22-го числа я ездил к батюшке по его приглашению; но я не знал причин, побудивших его к тому, хотя и догадывался, что они существовать должны. Едва я обнял его, как он повел меня в кабинет и рассказал о встретившемся с ним случае касательно меня в Москве, в последние дни пребывания его, когда государь там находился. Обер-полицеймейстер Цынский приехал к батюшке и сказал, что так как от него требовали записки о происходящем и носящийся молве в Москве, то он считает себя обязанным написать в сей записке, что он слышал, а именно, что в публике говорили, что для командования армиями в случае войны признавали способными только князя Горчакова и меня; вообще сожалели о том, что я удален от службы, и пересчитывали подвиги мои в течение службы. Цынский желал только иметь подробнейшее сведение о подвигах, чтоб подать записку сию с полной отчетливостью, и просил о сих сведениях батюшку, который ему их и передал. Сие было соображено еще перед приездом государя, которого уже ожидали. Записка была подана Бенкендорфу, а им государю. Бенкендорфа она, как говорили, очень тронула, а государь принял ее с удовольствием; но что на нее было сказано – неизвестно. Бенкендорф посылал просить к себе батюшку, наделал ему множество вежливостей, но ни слова не сказал обо мне. Батюшка был в собрании, даже стоял подле государя, который его видел, но не сказал ему ни слова. Что все сие значило, непонятно. Если оно произошло по приказанию Бенкендорфа, желавшего околично узнать об образе мыслей моих в случае предложения мне вступить в службу, то он ничего не узнал: ибо ни батюшка, ни кто-либо в свете не слышал на сей счет мнения моего. Они узнали только то, что поместил Цынский в своей записке, присовокупивший к ней сравнение, сделанное публикою, между моим поведением и поведением А. П. Ермолова по выходе в отставку. Мне давали преимущество, говоря, что я веду себя скромно и нигде не показываюсь, тогда, как Алексей Петрович искал участия в публике своими речами и обхождением, за что, говорили, он и поделом наказан определением опять в службу с лишением в пользу его общего мнения.

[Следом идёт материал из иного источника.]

use memokit::prelude::*;

fn main() {
    let registry = PressureRegistry::new();

    let squares = CacheBuilder::new()
        .max_size(100)
        .reclaim_under(&registry)
        .build::<u64, u64>()
        .unwrap();
    let names = MemoizeBuilder::new()
        .delegate(|id: &u32| format!("user-{id}"))
        .max_memoized(100)
        .reclaim_under(&registry)
        .build()
        .unwrap();

    for i in 0..10u32 {
        squares.get_or_compute(u64::from(i), |k| k * k);
        names.apply(i);
    }
    println!("before: squares={} names={}", squares.len(), names.memoized_len());

    let discarded = registry.relieve();
    println!("relieved {} entries", discarded);
    println!("after: squares={} names={}", squares.len(), names.memoized_len());

    println!("square(7) = {}", squares.get_or_compute(7, |k| k * k));
    println!("squares now holds {}", squares.len());
}

// Expected output:
// before: squares=10 names=10
// relieved 20 entries
// after: squares=0 names=0
// square(7) = 49
// squares now holds 1
//
// Explanation: both caches are registered with the same registry. relieve()
// drops each backing store; the next write recreates an empty one.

Если все сие не начато по приказанию высших властей, то оно должно быть последствием старания Кашинцова, чиновника тайной полиции в Москве, человека весьма хорошей души, который нам совершенно предан, принимал сердечное участие в случившемся со мной и по дружбе с Цынским настроил его поступить таким образом.
Батюшка представлял Цынскому, что он подвергается большим неудовольствиям, вступаясь в дело такого рода.
– Что за дело! – сказал он. – Жаль видеть сына вашего в отставке. Меня спрашивают, так я должен говорить то, что знаю; а впрочем, мне дела нет: исполняю только свою обязанность.
Если так, то поступок сей отменно благороден. Батюшка в сем случае сделал то именно, что отец мог только сделать. В его лета и с его здоровьем оставаться в Москве и выезжать в собрание, вмешаться в дело сие: такой поступок, конечно, свидетельствует о весьма тонких чувствах любви его ко мне.